_Exercise_
Output all of the records exactly, word for word.

_Exercise materials_
■ ■ ■ ■

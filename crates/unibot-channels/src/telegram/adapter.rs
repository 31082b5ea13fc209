use async_trait::async_trait;
use serde::Deserialize;
use serde_json::Value;
use tracing::{debug, info, warn};
use unibot_core::{
    Adapter, Channel, CoreEventHandler, Destination, HandlerSlot, Message, Renderer, UnibotError,
    UnibotResult,
};

use super::normalize::normalize_update;
use super::render::TelegramRenderer;

const TELEGRAM_API_BASE: &str = "https://api.telegram.org";

/// Header Telegram echoes the webhook `secret_token` in.
pub const SECRET_TOKEN_HEADER: &str = "x-telegram-bot-api-secret-token";

/// Telegram adapter settings.
#[derive(Clone, Deserialize)]
pub struct TelegramConfig {
    /// Token from @BotFather.
    #[serde(default)]
    pub bot_token: String,
    /// HTTP path the webhook is served on.
    #[serde(default = "default_webhook_path")]
    pub webhook_path: String,
    /// Value expected in the `X-Telegram-Bot-Api-Secret-Token` header.
    #[serde(default)]
    pub secret_token: Option<String>,
    /// Bot API base URL.
    #[serde(default = "default_api_base")]
    pub api_base: String,
    /// Inline keyboard width.
    #[serde(default)]
    pub buttons_per_row: Option<usize>,
}

fn default_webhook_path() -> String {
    "/webhook/telegram".to_string()
}

fn default_api_base() -> String {
    TELEGRAM_API_BASE.to_string()
}

impl TelegramConfig {
    /// Config with defaults for everything but the token.
    pub fn new(bot_token: impl Into<String>) -> Self {
        Self {
            bot_token: bot_token.into(),
            webhook_path: default_webhook_path(),
            secret_token: None,
            api_base: default_api_base(),
            buttons_per_row: None,
        }
    }
}

// ── Telegram API response types ─────────────────────────────────────────────

#[derive(Debug, Deserialize)]
struct TelegramResponse {
    ok: bool,
    #[serde(default)]
    description: Option<String>,
}

// ── Implementation ──────────────────────────────────────────────────────────

/// Webhook-based Telegram adapter.
///
/// Updates are pushed in through [`handle_update`](Self::handle_update) by
/// whatever serves the webhook; replies go out through the Bot API.
pub struct TelegramAdapter {
    config: TelegramConfig,
    client: reqwest::Client,
    renderer: TelegramRenderer,
    handler: HandlerSlot,
}

impl TelegramAdapter {
    /// Builds the adapter. Nothing is contacted until the first send.
    pub fn new(config: TelegramConfig) -> Self {
        let renderer = match config.buttons_per_row {
            Some(per_row) => TelegramRenderer::with_buttons_per_row(per_row),
            None => TelegramRenderer::new(),
        };
        Self {
            config,
            client: reqwest::Client::new(),
            renderer,
            handler: HandlerSlot::new(),
        }
    }

    /// Path the webhook should be mounted on.
    pub fn webhook_path(&self) -> &str {
        &self.config.webhook_path
    }

    /// Renderer used for outgoing messages.
    pub fn renderer(&self) -> &TelegramRenderer {
        &self.renderer
    }

    /// Checks the secret-token header of a webhook request. Always passes when
    /// no secret is configured.
    ///
    /// Equal-length values are compared without early exit, so timing only
    /// reveals the secret's length.
    pub fn verify_secret(&self, header: Option<&str>) -> bool {
        let Some(expected) = self.config.secret_token.as_deref() else {
            return true;
        };
        let Some(provided) = header else {
            return false;
        };
        expected.len() == provided.len()
            && expected
                .bytes()
                .zip(provided.bytes())
                .fold(0u8, |diff, (x, y)| diff | (x ^ y))
                == 0
    }

    /// Processes one webhook update: normalize, then dispatch to the core.
    ///
    /// Fails if no core handler has been attached. Updates that do not
    /// normalize to an event are accepted and ignored.
    pub async fn handle_update(&self, update: Value) -> UnibotResult<()> {
        let handler = self.handler.get().ok_or_else(|| {
            UnibotError::Channel("Core handler not attached to Telegram adapter".to_string())
        })?;

        if let Some(callback_id) = update["callback_query"]["id"].as_str() {
            // Clears the loading indicator on the client
            if let Err(e) = self.answer_callback_query(callback_id).await {
                warn!(error = %e, "Failed to answer Telegram callback query");
            }
        }

        match normalize_update(&update) {
            Some(event) => {
                debug!(
                    event_type = %event.event_type,
                    user_id = %event.external_user_id,
                    "Telegram update received"
                );
                handler(event).await
            }
            None => {
                debug!(update_id = ?update.get("update_id"), "Ignoring Telegram update");
                Ok(())
            }
        }
    }

    /// Registers the webhook URL with Telegram.
    pub async fn set_webhook(&self, url: &str) -> UnibotResult<()> {
        let mut body = serde_json::json!({ "url": url });
        if let Some(secret) = &self.config.secret_token {
            body["secret_token"] = Value::String(secret.clone());
        }
        self.call("setWebhook", &body).await?;
        info!(url = %url, "Telegram webhook registered");
        Ok(())
    }

    async fn answer_callback_query(&self, callback_id: &str) -> UnibotResult<()> {
        self.call(
            "answerCallbackQuery",
            &serde_json::json!({ "callback_query_id": callback_id }),
        )
        .await
    }

    async fn call(&self, method: &str, body: &Value) -> UnibotResult<()> {
        let response = self
            .client
            .post(self.api_url(method))
            .json(body)
            .send()
            .await
            .map_err(|e| UnibotError::Http(format!("Telegram {method} error: {e}")))?;

        let status = response.status();
        let body: TelegramResponse = response.json().await.map_err(|e| {
            UnibotError::Channel(format!("Telegram {method} parse error ({status}): {e}"))
        })?;

        if !body.ok {
            return Err(UnibotError::Channel(format!(
                "Telegram {method} failed: {}",
                body.description.unwrap_or_default()
            )));
        }

        Ok(())
    }

    fn api_url(&self, method: &str) -> String {
        format!(
            "{}/bot{}/{}",
            self.config.api_base.trim_end_matches('/'),
            self.config.bot_token,
            method
        )
    }
}

#[async_trait]
impl Adapter for TelegramAdapter {
    fn name(&self) -> Channel {
        Channel::Telegram
    }

    fn attach_core(&self, handler: CoreEventHandler) {
        self.handler.set(handler);
    }

    async fn send(&self, message: &Message, destination: &Destination) -> UnibotResult<()> {
        let payload = self.renderer.render(message)?;
        let method = payload.method();

        let mut body = serde_json::to_value(&payload)?;
        body["chat_id"] = Value::String(destination.target_id().to_string());

        self.call(method, &body).await?;
        debug!(method, chat_id = %destination.target_id(), "Telegram message sent");
        Ok(())
    }
}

■ ■ ■ ■

_Answer to this task_
filename crates/unibot-channels/src/telegram/adapter.rs
repository 31082b5ea13fc209
use async_trait::async_trait;
use serde::Deserialize;
use serde_json::Value;
use tracing::{debug, info, warn};
use unibot_core::{
    Adapter, Channel, CoreEventHandler, Destination, HandlerSlot, Message, Renderer, UnibotError,
    UnibotResult,
};

use super::normalize::normalize_update;
use super::render::TelegramRenderer;

const TELEGRAM_API_BASE: &str = "https://api.telegram.org";

/// Header Telegram echoes the webhook `secret_token` in.
pub const SECRET_TOKEN_HEADER: &str = "x-telegram-bot-api-secret-token";

/// Telegram adapter settings.
#[derive(Clone, Deserialize)]
pub struct TelegramConfig {
    /// Token from @BotFather.
    #[serde(default)]
    pub bot_token: String,
    /// HTTP path the webhook is served on.
    #[serde(default = "default_webhook_path")]
    pub webhook_path: String,
    /// Value expected in the `X-Telegram-Bot-Api-Secret-Token` header.
    #[serde(default)]
    pub secret_token: Option<String>,
    /// Bot API base URL.
    #[serde(default = "default_api_base")]
    pub api_base: String,
    /// Inline keyboard width.
    #[serde(default)]
    pub buttons_per_row: Option<usize>,
}

fn default_webhook_path() -> String {
    "/webhook/telegram".to_string()
}

fn default_api_base() -> String {
    TELEGRAM_API_BASE.to_string()
}

impl TelegramConfig {
    /// Config with defaults for everything but the token.
    pub fn new(bot_token: impl Into<String>) -> Self {
        Self {
            bot_token: bot_token.into(),
            webhook_path: default_webhook_path(),
            secret_token: None,
            api_base: default_api_base(),
            buttons_per_row: None,
        }
    }
}

// ── Telegram API response types ─────────────────────────────────────────────

#[derive(Debug, Deserialize)]
struct TelegramResponse {
    ok: bool,
    #[serde(default)]
    description: Option<String>,
}

// ── Implementation ──────────────────────────────────────────────────────────

/// Webhook-based Telegram adapter.
///
/// Updates are pushed in through [`handle_update`](Self::handle_update) by
/// whatever serves the webhook; replies go out through the Bot API.
pub struct TelegramAdapter {
    config: TelegramConfig,
    client: reqwest::Client,
    renderer: TelegramRenderer,
    handler: HandlerSlot,
}

impl TelegramAdapter {
    /// Builds the adapter. Nothing is contacted until the first send.
    pub fn new(config: TelegramConfig) -> Self {
        let renderer = match config.buttons_per_row {
            Some(per_row) => TelegramRenderer::with_buttons_per_row(per_row),
            None => TelegramRenderer::new(),
        };
        Self {
            config,
            client: reqwest::Client::new(),
            renderer,
            handler: HandlerSlot::new(),
        }
    }

    /// Path the webhook should be mounted on.
    pub fn webhook_path(&self) -> &str {
        &self.config.webhook_path
    }

    /// Renderer used for outgoing messages.
    pub fn renderer(&self) -> &TelegramRenderer {
        &self.renderer
    }

    /// Checks the secret-token header of a webhook request. Always passes when
    /// no secret is configured.
    ///
    /// Equal-length values are compared without early exit, so timing only
    /// reveals the secret's length.
    pub fn verify_secret(&self, header: Option<&str>) -> bool {
        let Some(expected) = self.config.secret_token.as_deref() else {
            return true;
        };
        let Some(provided) = header else {
            return false;
        };
        expected.len() == provided.len()
            && expected
                .bytes()
                .zip(provided.bytes())
                .fold(0u8, |diff, (x, y)| diff | (x ^ y))
                == 0
    }

    /// Processes one webhook update: normalize, then dispatch to the core.
    ///
    /// Fails if no core handler has been attached. Updates that do not
    /// normalize to an event are accepted and ignored.
    pub async fn handle_update(&self, update: Value) -> UnibotResult<()> {
        let handler = self.handler.get().ok_or_else(|| {
            UnibotError::Channel("Core handler not attached to Telegram adapter".to_string())
        })?;

        if let Some(callback_id) = update["callback_query"]["id"].as_str() {
            // Clears the loading indicator on the client
            if let Err(e) = self.answer_callback_query(callback_id).await {
                warn!(error = %e, "Failed to answer Telegram callback query");
            }
        }

        match normalize_update(&update) {
            Some(event) => {
                debug!(
                    event_type = %event.event_type,
                    user_id = %event.external_user_id,
                    "Telegram update received"
                );
                handler(event).await
            }
            None => {
                debug!(update_id = ?update.get("update_id"), "Ignoring Telegram update");
                Ok(())
            }
        }
    }

    /// Registers the webhook URL with Telegram.
    pub async fn set_webhook(&self, url: &str) -> UnibotResult<()> {
        let mut body = serde_json::json!({ "url": url });
        if let Some(secret) = &self.config.secret_token {
            body["secret_token"] = Value::String(secret.clone());
        }
        self.call("setWebhook", &body).await?;
        info!(url = %url, "Telegram webhook registered");
        Ok(())
    }

    async fn answer_callback_query(&self, callback_id: &str) -> UnibotResult<()> {
        self.call(
            "answerCallbackQuery",
            &serde_json::json!({ "callback_query_id": callback_id }),
        )
        .await
    }

    async fn call(&self, method: &str, body: &Value) -> UnibotResult<()> {
        let response = self
            .client
            .post(self.api_url(method))
            .json(body)
            .send()
            .await
            .map_err(|e| UnibotError::Http(format!("Telegram {method} error: {e}")))?;

        let status = response.status();
        let body: TelegramResponse = response.json().await.map_err(|e| {
            UnibotError::Channel(format!("Telegram {method} parse error ({status}): {e}"))
        })?;

        if !body.ok {
            return Err(UnibotError::Channel(format!(
                "Telegram {method} failed: {}",
                body.description.unwrap_or_default()
            )));
        }

        Ok(())
    }

    fn api_url(&self, method: &str) -> String {
        format!(
            "{}/bot{}/{}",
            self.config.api_base.trim_end_matches('/'),
            self.config.bot_token,
            method
        )
    }
}

#[async_trait]
impl Adapter for TelegramAdapter {
    fn name(&self) -> Channel {
        Channel::Telegram
    }

    fn attach_core(&self, handler: CoreEventHandler) {
        self.handler.set(handler);
    }

    async fn send(&self, message: &Message, destination: &Destination) -> UnibotResult<()> {
        let payload = self.renderer.render(message)?;
        let method = payload.method();

        let mut body = serde_json::to_value(&payload)?;
        body["chat_id"] = Value::String(destination.target_id().to_string());

        self.call(method, &body).await?;
        debug!(method, chat_id = %destination.target_id(), "Telegram message sent");
        Ok(())
    }
}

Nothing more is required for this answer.